Unfortunately, there are few precise data on the convent, since the historical archives have completely disappeared because of the invasions it has undergone. From its beginnings, Popa has been the target of all eyes, including that of the pirates, who considered it as a fortified castle that had to be taken somehow. In 1585 the famous English pirate Francis Drake assaulted the Heroic City with a fleet of 23 ships and a force of 2,500 men. The attacks continued, this time affecting the convent of the Stern.

By the time the convent was attacked, Cartagena had already built its famous and imposing walls, which were its salvation; La Popa, on the other hand, had only the advantage of being withdrawn and raised above sea level; Something of this served her not to be totally devastated, although after each attack she was left to invest in it large sums of money in reparations.

In the course of the War of Independence, the convent of La Popa was a theater of heroic feats, such as the one carried out on the night of November 11, 1815, when the surprise assault of the Spanish besieging troops of Pablo Morillo was rejected.
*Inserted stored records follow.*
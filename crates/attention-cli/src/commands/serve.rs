//! Serve command - the frame analysis HTTP service.

use std::net::SocketAddr;
use std::path::PathBuf;
use std::sync::Arc;
use std::time::Duration;

use anyhow::{Context, Result};
use attention_adapters::models::{model_path, models_dir, BLAZEFACE, EYE_LANDMARKS};
use attention_adapters::{FsFrameArchive, HttpEventForwarder};
use attention_core::inference::{get_device, CandleLandmarkDetector, DetectorConfig, ModelRuntime};
use attention_core::pipeline::{AttentionPipeline, FeatureExtractor, SessionStore};
use clap::Args;
use tokio::sync::watch;
use tracing::{info, warn};

use super::shared::{ModelArgs, TrainingArgs};
use crate::config::{defaults, AppConfig};
use crate::server::{self, AppState, TrainingJob, TrainingStatus};

/// Parse a confidence threshold in `[0, 1]`.
fn parse_confidence(s: &str) -> Result<f32, String> {
    let value: f32 = s
        .parse()
        .map_err(|_| format!("'{s}' is not a valid number"))?;
    if (0.0..=1.0).contains(&value) {
        Ok(value)
    } else {
        Err(format!("{value} is not in range 0.0-1.0"))
    }
}

/// Arguments for the serve command
#[derive(Args, Clone, Debug, Default)]
pub struct ServeArgs {
    /// Listen address
    #[arg(long, env = "BIND_ADDR")]
    pub bind: Option<SocketAddr>,

    /// Record-keeping backend base URL
    #[arg(long, env = "BACKEND_URL")]
    pub backend_url: Option<String>,

    /// Bearer token for the backend; forwarding is disabled without one
    #[arg(long, env = "BACKEND_TOKEN", hide_env_values = true)]
    pub backend_token: Option<String>,

    /// Backend request timeout in seconds
    #[arg(long, value_parser = clap::value_parser!(u64).range(1..))]
    pub backend_timeout: Option<u64>,

    /// Drop session windows idle for this many seconds
    #[arg(long, value_parser = clap::value_parser!(u64).range(1..))]
    pub session_ttl: Option<u64>,

    /// BlazeFace weights
    #[arg(long, value_name = "PATH")]
    pub blazeface: Option<PathBuf>,

    /// Eye-landmark regressor weights
    #[arg(long, value_name = "PATH")]
    pub eye_landmarks: Option<PathBuf>,

    /// Minimum face detection confidence (0.0-1.0)
    #[arg(long, value_parser = parse_confidence)]
    pub min_face_confidence: Option<f32>,

    /// Archive face crops under this directory for frame-mode export
    #[arg(long, env = "FRAMES_DIR", value_name = "DIR")]
    pub frames_dir: Option<PathBuf>,

    /// Train on the configured dataset in the background after startup
    #[arg(long)]
    pub train_on_start: bool,

    #[command(flatten)]
    pub model: ModelArgs,

    #[command(flatten)]
    pub training: TrainingArgs,
}

impl ServeArgs {
    /// Apply configuration file values, respecting CLI precedence.
    pub fn with_config(mut args: Self, config: &AppConfig) -> Self {
        if args.bind.is_none() {
            args.bind = config.server.bind.as_deref().and_then(|b| match b.parse() {
                Ok(addr) => Some(addr),
                Err(e) => {
                    warn!("Ignoring server.bind '{b}': {e}");
                    None
                }
            });
        }
        if args.backend_url.is_none() {
            args.backend_url.clone_from(&config.backend.url);
        }
        if args.backend_token.is_none() {
            args.backend_token.clone_from(&config.backend.token);
        }
        args.backend_timeout = args.backend_timeout.or(config.backend.timeout_secs);
        args.session_ttl = args.session_ttl.or(config.window.session_ttl_secs);
        if args.blazeface.is_none() {
            args.blazeface.clone_from(&config.detector.blazeface_path);
        }
        if args.eye_landmarks.is_none() {
            args.eye_landmarks.clone_from(&config.detector.eye_landmarks_path);
        }
        args.min_face_confidence = args
            .min_face_confidence
            .or(config.detector.min_face_confidence);
        if args.frames_dir.is_none() {
            args.frames_dir.clone_from(&config.capture.frames_dir);
        }
        args.train_on_start = args.train_on_start || config.training.on_start.unwrap_or(false);
        args.model.apply_config(config);
        args.training.apply_config(config);
        args
    }

    fn bind(&self) -> SocketAddr {
        self.bind.unwrap_or_else(|| {
            defaults::BIND
                .parse()
                .unwrap_or_else(|_| SocketAddr::from(([0, 0, 0, 0], 9000)))
        })
    }

    fn detector_config(&self) -> DetectorConfig {
        let weights = |flag: &Option<PathBuf>, name: &str| {
            flag.clone()
                .or_else(|| model_path(name))
                .unwrap_or_else(models_dir)
        };
        let mut config = DetectorConfig::new(
            weights(&self.blazeface, BLAZEFACE),
            weights(&self.eye_landmarks, EYE_LANDMARKS),
        );
        if let Some(c) = self.min_face_confidence {
            config.min_face_confidence = c;
        }
        config
    }
}

/// Run the serve command until interrupted.
pub fn run(args: &ServeArgs) -> Result<()> {
    let runtime = tokio::runtime::Runtime::new().context("Failed to start async runtime")?;
    runtime.block_on(serve(args))
}

async fn serve(args: &ServeArgs) -> Result<()> {
    let device = get_device();
    let shape = args.model.shape();

    let detector = CandleLandmarkDetector::new(&args.detector_config(), &device);
    if let Err(e) = detector.warm_up() {
        warn!("Landmark detector not ready, frames will fail until weights are installed: {e:#}");
    }

    let model = Arc::new(ModelRuntime::new(Some(args.model.model_path()), shape, device));
    let ttl = Duration::from_secs(args.session_ttl.unwrap_or(defaults::SESSION_TTL_SECS));
    let store = Arc::new(SessionStore::new(shape.seq_len, ttl));

    let mut pipeline = AttentionPipeline::new(
        FeatureExtractor::new(Arc::new(detector)),
        Arc::clone(&store),
        Arc::clone(&model),
    );
    if let Some(dir) = &args.frames_dir {
        info!(dir = %dir.display(), "Capturing face crops");
        pipeline = pipeline.with_archive(Arc::new(FsFrameArchive::new(dir)));
    }

    let forwarder = HttpEventForwarder::new(
        args.backend_url.as_deref().unwrap_or(defaults::BACKEND_URL),
        args.backend_token.clone(),
        Duration::from_secs(args.backend_timeout.unwrap_or(defaults::TIMEOUT_SECS)),
    )?;

    let (status_tx, status_rx) = watch::channel(TrainingStatus::Disabled);
    if args.train_on_start {
        let job = TrainingJob {
            dataset: args.training.dataset(),
            config: args.training.training_config(&args.model),
        };
        server::spawn_training(job, Arc::clone(&model), status_tx);
    }
    server::spawn_sweeper(store, ttl);

    info!(
        sequence_length = shape.seq_len,
        model_loaded = model.is_loaded(),
        forwarding = forwarder.is_enabled(),
        "Attention service starting"
    );
    let state = AppState::new(Arc::new(pipeline), Arc::new(forwarder), status_rx);
    server::serve(args.bind(), state).await
}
During the Republic, the Augustinians were forced to leave the convent, and it was abandoned until it was used as a barracks. In fact, when the liberating troops entered Cartagena, Simón Bolívar settled there with his regiment. Tradition tells that a cannonball, fired from the Castle of San Felipe de Barajas, passed a few centimeters from the head of the Liberator, who was leaning in a window of the high floor of the convent.

Then, in 1961 the convent and the hermitage were returned to the Augustinians. At the moment the convent houses the Religious Museum, that can be visited along with the formidable cloister.

In February, the feast of the Virgen de la Candelaria de La Popa is celebrated. From the dawn of February 2, crowds of devotees make a pilgrimage on foot to the top of the hill of Popa.